The Gospel according to John (3:13-17)
Jesus said to Nicodemus:
“No one has gone up to heaven
except the one who has come down from heaven, the Son of Man.
And just as Moses lifted up the serpent in the desert,
so must the Son of Man be lifted up,
so that everyone who believes in him may have eternal life.”
For God so loved the world that he gave his only Son,
so that everyone who believes in him might not perish
but might have eternal life.
For God did not send his Son into the world to condemn the world,
but that the world might be saved through him.
Opening Prayer: Loving Lord, You never cease to call us to Yourself. May I be open to seeing You lifted up on the cross, and know that the price You paid was done out of love, even if it was just for me alone. Help me to share that love in some way with those who need it most whom You place in my path today. Amen.
The image of someone or something being “lifted up” is critical to the lesson of today’s Gospel on this, the Feast of the Exaltation of the Holy Cross. In the first reading today from the Book of Numbers, those who complained against God and were suffering were told to look up at the bronze image of the serpent on a pole and they would be healed. And, they *were* healed.
Then, in the Gospel, Jesus tells Nicodemus that He (Jesus) would be lifted up in a similar way, and would effect a similar result, namely, the healing of God’s chosen people, if only they would believe in Him.

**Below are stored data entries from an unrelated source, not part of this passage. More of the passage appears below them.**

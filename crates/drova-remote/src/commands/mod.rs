//! Windows command-line builders
//!
//! Every builder renders through `Display`, so callers pass
//! `&builder.to_string()` to [`RemoteShell::run`](drova_core::traits::RemoteShell::run).

mod process;
mod registry;
mod shadow_defender;

pub use process::{GpUpdate, PsExec, Reboot, TaskKill};
pub use registry::{RegAdd, RegQueryEsme, RegValue, RegValueType};
pub use shadow_defender::{ShadowAction, ShadowDefenderCli};

use std::borrow::Cow;

/// Quote one argument for the MSVC runtime's command-line parser.
///
/// Arguments without whitespace or quotes pass through untouched.
/// Backslashes are only doubled where they precede a quote.
pub fn quote(arg: &str) -> Cow<'_, str> {
    if !arg.is_empty() && !arg.chars().any(|c| c.is_whitespace() || c == '"') {
        return Cow::Borrowed(arg);
    }

    let mut quoted = String::with_capacity(arg.len() + 2);
    quoted.push('"');
    let mut backslashes = 0usize;
    for c in arg.chars() {
        match c {
            '\\' => backslashes += 1,
            '"' => {
                quoted.extend(std::iter::repeat('\\').take(backslashes * 2 + 1));
                quoted.push('"');
                backslashes = 0;
            }
            _ => {
                quoted.extend(std::iter::repeat('\\').take(backslashes));
                quoted.push(c);
                backslashes = 0;
            }
        }
    }
    quoted.extend(std::iter::repeat('\\').take(backslashes * 2));
    quoted.push('"');
    Cow::Owned(quoted)
}
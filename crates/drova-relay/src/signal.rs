//! Write-once handshake signal

use tokio::sync::watch;

/// Single-assignment boolean that any number of tasks can read or await.
///
/// The first call to [`resolve`](Self::resolve) wins; later calls are
/// ignored, so readers always observe the same value once it is set.
#[derive(Debug)]
pub struct HandshakeSignal {
    state: watch::Sender<Option<bool>>,
}

impl HandshakeSignal {
    /// Create an unresolved signal
    pub fn new() -> Self {
        let (state, _) = watch::channel(None);
        Self { state }
    }

    /// Resolve the signal. Returns `true` if this call set the value.
    pub fn resolve(&self, answered: bool) -> bool {
        self.state.send_if_modified(|value| {
            if value.is_none() {
                *value = Some(answered);
                true
            } else {
                false
            }
        })
    }

    /// Current value, `None` while unresolved
    pub fn get(&self) -> Option<bool> {
        *self.state.borrow()
    }

    /// Wait until the signal is resolved and return its value
    pub async fn wait(&self) -> bool {
        let mut rx = self.state.subscribe();
        let resolved = match rx.wait_for(Option::is_some).await {
            Ok(value) => *value,
            // The sender lives in `self`, so this only happens mid-teardown
            Err(_) => None,
        };
        resolved.unwrap_or(false)
    }
}

impl Default for HandshakeSignal {
    fn default() -> Self {
        Self::new()
    }
}
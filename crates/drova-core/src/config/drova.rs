//! Top-level configuration for the session broker

use serde::{Deserialize, Serialize};
use std::time::Duration;

use super::remote::RemoteConfig;
use super::serde_utils::{duration_millis, duration_secs};
use crate::error::ConfigError;

/// Complete configuration, loaded once at process start
#[derive(Debug, Clone, Default, Serialize, Deserialize)]
#[serde(default)]
pub struct DrovaConfig {
    /// SSH access to the rented machine
    pub remote: RemoteConfig,

    /// Disk freeze tool on the rented machine
    pub shadow_defender: ShadowDefenderConfig,

    /// Inbound relay settings (socket mode)
    pub socket: SocketConfig,

    /// Session directory endpoint
    pub directory: DirectoryConfig,

    /// Poll cadence and token lifetime
    pub poll: PollConfig,

    /// Settling delays around provisioning steps
    pub provision: ProvisionConfig,
}

impl DrovaConfig {
    /// Check that every setting without a usable default was provided
    pub fn validate(&self) -> Result<(), ConfigError> {
        if self.remote.host.is_empty() {
            return Err(ConfigError::MissingField("remote.host".into()));
        }
        if self.remote.username.is_empty() {
            return Err(ConfigError::MissingField("remote.username".into()));
        }
        if self.remote.password.is_none() && self.remote.private_key_path.is_none() {
            return Err(ConfigError::MissingField(
                "remote.password or remote.private_key_path".into(),
            ));
        }
        if self.shadow_defender.password.is_empty() {
            return Err(ConfigError::MissingField("shadow_defender.password".into()));
        }
        if self.shadow_defender.drives.is_empty() {
            return Err(ConfigError::MissingField("shadow_defender.drives".into()));
        }
        if !self
            .shadow_defender
            .drives
            .chars()
            .all(|c| c.is_ascii_alphabetic())
        {
            return Err(ConfigError::Invalid(format!(
                "shadow_defender.drives must be drive letters, got {:?}",
                self.shadow_defender.drives
            )));
        }
        if self.poll.interval.is_zero() {
            return Err(ConfigError::Invalid("poll.interval_ms must be positive".into()));
        }
        Ok(())
    }

    /// Address of the game-streaming endpoint on the rented machine
    pub fn backend_address(&self) -> String {
        format!("{}:{}", self.remote.host, self.socket.backend_port)
    }
}

/// Shadow Defender command-line tool settings
#[derive(Debug, Clone, Serialize, Deserialize)]
#[serde(default)]
pub struct ShadowDefenderConfig {
    /// Tool password
    pub password: String,

    /// Drive letters to freeze, e.g. `"CD"`
    pub drives: String,

    /// Path of `CmdTool.exe` on the remote machine
    pub executable: String,
}

impl Default for ShadowDefenderConfig {
    fn default() -> Self {
        Self {
            password: String::new(),
            drives: String::new(),
            executable: r"C:\Program Files\Shadow Defender\CmdTool.exe".to_string(),
        }
    }
}

/// Inbound relay settings
#[derive(Debug, Clone, Serialize, Deserialize)]
#[serde(default)]
pub struct SocketConfig {
    /// Address the relay listens on
    pub listen_address: String,

    /// Game-streaming port on the rented machine
    pub backend_port: u16,
}

impl Default for SocketConfig {
    fn default() -> Self {
        Self {
            listen_address: "0.0.0.0:7985".to_string(),
            backend_port: 7985,
        }
    }
}

/// Session directory endpoint
#[derive(Debug, Clone, Serialize, Deserialize)]
#[serde(default)]
pub struct DirectoryConfig {
    /// Base URL of the marketplace services
    pub base_url: String,

    /// Per-request timeout
    #[serde(rename = "request_timeout_secs", with = "duration_secs")]
    pub request_timeout: Duration,
}

impl Default for DirectoryConfig {
    fn default() -> Self {
        Self {
            base_url: "https://services.drova.io".to_string(),
            request_timeout: Duration::from_secs(15),
        }
    }
}

/// Poll cadence and token lifetime
#[derive(Debug, Clone, Serialize, Deserialize)]
#[serde(default)]
pub struct PollConfig {
    /// Delay between directory polls
    #[serde(rename = "interval_ms", with = "duration_millis")]
    pub interval: Duration,

    /// How long a fetched auth token is reused
    #[serde(rename = "token_ttl_secs", with = "duration_secs")]
    pub token_ttl: Duration,
}

impl Default for PollConfig {
    fn default() -> Self {
        Self {
            interval: Duration::from_secs(1),
            token_ttl: Duration::from_secs(60),
        }
    }
}

/// Settling delays around provisioning steps
#[derive(Debug, Clone, Serialize, Deserialize)]
#[serde(default)]
pub struct ProvisionConfig {
    /// After entering frozen-disk mode
    #[serde(rename = "freeze_settle_ms", with = "duration_millis")]
    pub freeze_settle: Duration,

    /// After terminating a launcher, before patching its files
    #[serde(rename = "kill_settle_ms", with = "duration_millis")]
    pub kill_settle: Duration,

    /// After the group policy refresh, before restarting the shell
    #[serde(rename = "policy_settle_ms", with = "duration_millis")]
    pub policy_settle: Duration,

    /// Before leaving frozen-disk mode at session end
    #[serde(rename = "revert_delay_ms", with = "duration_millis")]
    pub revert_delay: Duration,
}

impl Default for ProvisionConfig {
    fn default() -> Self {
        Self {
            freeze_settle: Duration::from_secs(2),
            kill_settle: Duration::from_millis(200),
            policy_settle: Duration::from_secs(1),
            revert_delay: Duration::from_secs(5),
        }
    }
}

#[cfg(test)]
mod tests {
    use super::*;

    fn valid() -> DrovaConfig {
        let mut config = DrovaConfig::default();
        config.remote.host = "10.0.0.2".into();
        config.remote.username = "gamer".into();
        config.remote.password = Some("pw".into());
        config.shadow_defender.password = "sd".into();
        config.shadow_defender.drives = "C".into();
        config
    }

    #[test]
    fn test_validate_accepts_complete_config() {
        assert!(valid().validate().is_ok());
    }

    #[test]
    fn test_validate_requires_credentials() {
        let mut config = valid();
        config.remote.password = None;
        assert!(matches!(
            config.validate(),
            Err(ConfigError::MissingField(_))
        ));

        config.remote.private_key_path = Some("/root/.ssh/id_ed25519".into());
        assert!(config.validate().is_ok());
    }

    #[test]
    fn test_validate_rejects_bad_drives() {
        let mut config = valid();
        config.shadow_defender.drives = "C:".into();
        assert!(matches!(config.validate(), Err(ConfigError::Invalid(_))));
    }

    #[test]
    fn test_backend_address() {
        assert_eq!(valid().backend_address(), "10.0.0.2:7985");
    }
}
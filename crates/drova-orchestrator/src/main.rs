//! drova-desktop daemon
//!
//! Brokers a rented desktop machine: relays the renter's streaming
//! connection, provisions the machine for desktop sessions and reverts it
//! afterwards.

use std::path::PathBuf;
use std::sync::Arc;

use anyhow::{Context, Result};
use clap::{Parser, Subcommand};
use tokio_util::sync::CancellationToken;
use tracing_subscriber::{layer::SubscriberExt, util::SubscriberInitExt};

use drova_core::config::{self, DrovaConfig};
use drova_orchestrator::validate::validate_credentials;
use drova_orchestrator::{HttpSessionDirectory, PollDriver, SessionWorkflow, SocketDriver};
use drova_remote::RemoteMachine;

#[derive(Parser)]
#[command(name = "drova-desktop")]
#[command(about = "Session broker for a rented drova desktop machine")]
#[command(version)]
struct Args {
    /// Path to configuration file
    #[arg(short, long, global = true)]
    config: Option<PathBuf>,

    /// Remote machine host (overrides config)
    #[arg(long, env = "WINDOWS_HOST", global = true)]
    windows_host: Option<String>,

    /// Remote machine login (overrides config)
    #[arg(long, env = "WINDOWS_LOGIN", global = true)]
    windows_login: Option<String>,

    /// Remote machine password (overrides config)
    #[arg(long, env = "WINDOWS_PASSWORD", hide_env_values = true, global = true)]
    windows_password: Option<String>,

    /// Shadow Defender password (overrides config)
    #[arg(long, env = "SHADOW_DEFENDER_PASSWORD", hide_env_values = true, global = true)]
    shadow_defender_password: Option<String>,

    /// Drive letters to freeze, e.g. "CD" (overrides config)
    #[arg(long, env = "SHADOW_DEFENDER_DRIVES", global = true)]
    shadow_defender_drives: Option<String>,

    /// Run in foreground with verbose output
    #[arg(short, long, global = true)]
    foreground: bool,

    /// Log level (error, warn, info, debug, trace)
    #[arg(long, default_value = "info", global = true)]
    log_level: String,

    #[command(subcommand)]
    command: Command,
}

#[derive(Subcommand)]
enum Command {
    /// Relay inbound streaming connections and provision on handshake
    Socket {
        /// Listen address or bare port (overrides config)
        #[arg(short, long, env = "DROVA_SOCKET_LISTEN")]
        listen: Option<String>,
    },

    /// Provision for every desktop session without relaying
    Poll,

    /// Check SSH, Shadow Defender and SFTP access, then exit
    Validate,
}

#[tokio::main]
async fn main() -> Result<()> {
    let args = Args::parse();

    // Initialize logging
    let log_level = if args.foreground { "debug" } else { &args.log_level };
    tracing_subscriber::registry()
        .with(tracing_subscriber::EnvFilter::new(
            std::env::var("RUST_LOG").unwrap_or_else(|_| log_level.into()),
        ))
        .with(tracing_subscriber::fmt::layer())
        .init();

    let config = load_config(&args)?;
    config.validate().context("Incomplete configuration")?;

    let machine = Arc::new(RemoteMachine::new(config.remote.clone()));

    if let Command::Validate = args.command {
        let result = validate_credentials(machine.as_ref(), &config.shadow_defender).await;
        machine.disconnect().await;
        result.context("Validation failed")?;
        tracing::info!("Remote machine {} is ready", config.remote.host);
        return Ok(());
    }

    let directory = Arc::new(
        HttpSessionDirectory::new(&config.directory)
            .context("Failed to create session directory client")?,
    );
    let workflow = SessionWorkflow::new(machine.clone(), directory, &config);

    // Create cancellation token for graceful shutdown
    let cancel = CancellationToken::new();
    spawn_signal_handler(cancel.clone());

    tracing::info!("drova-desktop starting for {}", config.remote.host);
    match args.command {
        Command::Socket { listen } => {
            let listen_address = listen
                .map(|value| listen_address(&value))
                .unwrap_or_else(|| config.socket.listen_address.clone());
            SocketDriver::new(workflow, config.backend_address(), cancel)
                .run(&listen_address)
                .await?;
        }
        Command::Poll => PollDriver::new(workflow, cancel).run().await?,
        Command::Validate => {}
    }

    machine.disconnect().await;
    tracing::info!("drova-desktop shutdown complete");
    Ok(())
}

/// Load the config file and apply command-line / environment overrides
fn load_config(args: &Args) -> Result<DrovaConfig> {
    let mut config = if let Some(config_path) = &args.config {
        config::load_config(config_path)
            .with_context(|| format!("Failed to load config from {:?}", config_path))?
    } else {
        let default_path = config::default_config_path();
        if default_path.exists() {
            config::load_config(&default_path)
                .with_context(|| format!("Failed to load config from {:?}", default_path))?
        } else {
            tracing::info!("No config file, using defaults and environment");
            DrovaConfig::default()
        }
    };

    if let Some(host) = &args.windows_host {
        config.remote.host = host.clone();
    }
    if let Some(login) = &args.windows_login {
        config.remote.username = login.clone();
    }
    if let Some(password) = &args.windows_password {
        config.remote.password = Some(password.clone());
    }
    if let Some(password) = &args.shadow_defender_password {
        config.shadow_defender.password = password.clone();
    }
    if let Some(drives) = &args.shadow_defender_drives {
        config.shadow_defender.drives = drives.clone();
    }

    Ok(config)
}

/// A bare port listens on all interfaces
fn listen_address(value: &str) -> String {
    match value.parse::<u16>() {
        Ok(port) => format!("0.0.0.0:{}", port),
        Err(_) => value.to_string(),
    }
}

fn spawn_signal_handler(cancel: CancellationToken) {
    tokio::spawn(async move {
        let ctrl_c = tokio::signal::ctrl_c();

        #[cfg(unix)]
        let terminate = async {
            match tokio::signal::unix::signal(tokio::signal::unix::SignalKind::terminate()) {
                Ok(mut signal) => {
                    signal.recv().await;
                }
                Err(e) => {
                    tracing::warn!("Failed to install SIGTERM handler: {}", e);
                    std::future::pending::<()>().await;
                }
            }
        };

        #[cfg(not(unix))]
        let terminate = std::future::pending::<()>();

        tokio::select! {
            _ = ctrl_c => {
                tracing::info!("Received Ctrl+C, initiating shutdown...");
            }
            _ = terminate => {
                tracing::info!("Received SIGTERM, initiating shutdown...");
            }
        }

        cancel.cancel();
    });
}
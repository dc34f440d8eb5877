//! HTTP client for the marketplace session directory

use async_trait::async_trait;
use reqwest::{Client, StatusCode};
use serde::de::DeserializeOwned;
use uuid::Uuid;

use drova_core::config::DirectoryConfig;
use drova_core::error::DirectoryError;
use drova_core::traits::SessionDirectory;
use drova_core::types::{AuthToken, ProductInfo, ServerIdentity, SessionRecord, SessionsResponse};

const AUTH_HEADER: &str = "X-Auth-Token";

/// [`SessionDirectory`] backed by the marketplace's REST services
#[derive(Clone)]
pub struct HttpSessionDirectory {
    http: Client,
    base_url: String,
}

impl HttpSessionDirectory {
    pub fn new(config: &DirectoryConfig) -> Result<Self, DirectoryError> {
        let http = Client::builder()
            .timeout(config.request_timeout)
            .build()
            .map_err(|e| DirectoryError::Request(e.to_string()))?;

        Ok(Self {
            http,
            base_url: config.base_url.trim_end_matches('/').to_string(),
        })
    }

    fn sessions_url(&self) -> String {
        format!("{}/session-manager/sessions", self.base_url)
    }

    fn product_url(&self, product_id: Uuid) -> String {
        format!("{}/server-manager/product/get/{}", self.base_url, product_id)
    }

    async fn get_json<T: DeserializeOwned>(
        &self,
        url: String,
        query: &[(&str, &str)],
        token: &AuthToken,
    ) -> Result<T, DirectoryError> {
        tracing::trace!("GET {}", url);
        let res = self
            .http
            .get(&url)
            .query(query)
            .header(AUTH_HEADER, token.expose())
            .send()
            .await
            .map_err(|e| DirectoryError::Request(e.to_string()))?;

        match res.status() {
            status if status.is_success() => res
                .json::<T>()
                .await
                .map_err(|e| DirectoryError::Decode(e.to_string())),
            StatusCode::UNAUTHORIZED | StatusCode::FORBIDDEN => Err(DirectoryError::Unauthorized),
            StatusCode::NOT_FOUND => Err(DirectoryError::NotFound(url)),
            status => Err(DirectoryError::Status(status.as_u16())),
        }
    }

    async fn first_session(
        &self,
        query: &[(&str, &str)],
        token: &AuthToken,
    ) -> Result<Option<SessionRecord>, DirectoryError> {
        let response: SessionsResponse = self.get_json(self.sessions_url(), query, token).await?;
        // Newest first
        Ok(response.sessions.into_iter().next())
    }
}

#[async_trait]
impl SessionDirectory for HttpSessionDirectory {
    async fn latest_session(
        &self,
        server: &ServerIdentity,
        token: &AuthToken,
    ) -> Result<Option<SessionRecord>, DirectoryError> {
        self.first_session(&[("server_id", server.as_str())], token)
            .await
    }

    async fn new_session(
        &self,
        server: &ServerIdentity,
        token: &AuthToken,
    ) -> Result<Option<SessionRecord>, DirectoryError> {
        self.first_session(
            &[
                ("server_id", server.as_str()),
                ("state", "NEW"),
                ("state", "HANDSHAKE"),
            ],
            token,
        )
        .await
    }

    async fn product_info(
        &self,
        product_id: Uuid,
        token: &AuthToken,
    ) -> Result<ProductInfo, DirectoryError> {
        self.get_json(self.product_url(product_id), &[], token).await
    }
}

I’d like to ask us to think of that image of something being “lifted up”. It is important to note that the Israelites, in order to be healed, had to look *up* at the image of the bronze serpent. So, it stands to reason that if any of the Israelites did not deign to look up, they would not be healed. We can often get in that mode in our own lives nowadays, too. We may think that what we have done is so repugnant to our God that we don’t even dare raise our eyes to heaven to ask His forgiveness. We can recall the story of the tax collector praying as an example of this sort of posture.
But, the amazing thing is that God longs to forgive us. He doesn’t want us to live a life of pain and of being separated from Him. No. He wants us to walk as closely to Him as He does with each of us. But, lest we think that anything we do can possibly *earn* forgiveness, let us stop those thoughts right now. Nothing we do can *earn* forgiveness. It was a free gift, given us by Jesus’ sacrifice. It was all out of the love of the Father.
That brings us to the verse that is most well-known in the Bible to most: John 3:16. I find it is especially instructive to change the words just a bit when I read that familiar verse. In place of “the world”, I put my own name there. Try it yourself now: “For God so loved <your name>, that He gave His only Son, so that if <your name> would believe, <your name> would have eternal life.” It truly is that easy from God’s perspective. The love that God has for each of us is so total that God wants to make it so that we can be with Him forever in heaven.
The cross, while seen in Jesus’ time as an instrument of torture and utter humiliation, is in fact, a sign and symbol of that love. God sacrificed Jesus to bring us closer to Him. We, as Jesus’ followers in the world, are called to sacrifice in our own way so that others will know that they are loved, and especially that they are loved by the God who created them. Whenever we gaze on the cross, let us be reminded of the ultimate act of love and re-dedicate ourselves to sharing that love in our own, imperfect ways with those who are as beloved of God as we are. Let us start today!
Closing Prayer: Lord Jesus, through Your suffering death for me, I came to recognize Your Father’s boundless love for me. Please help me to share that love with my family and with whomever You place before me. May I do what I can to bring Your love more fully into the world through my own actions.
Action for the Day: If you can, spend a few minutes before an image of the cross and give thanks to God for His love, demonstrated through the sacrifice of His Son, Jesus the Lord.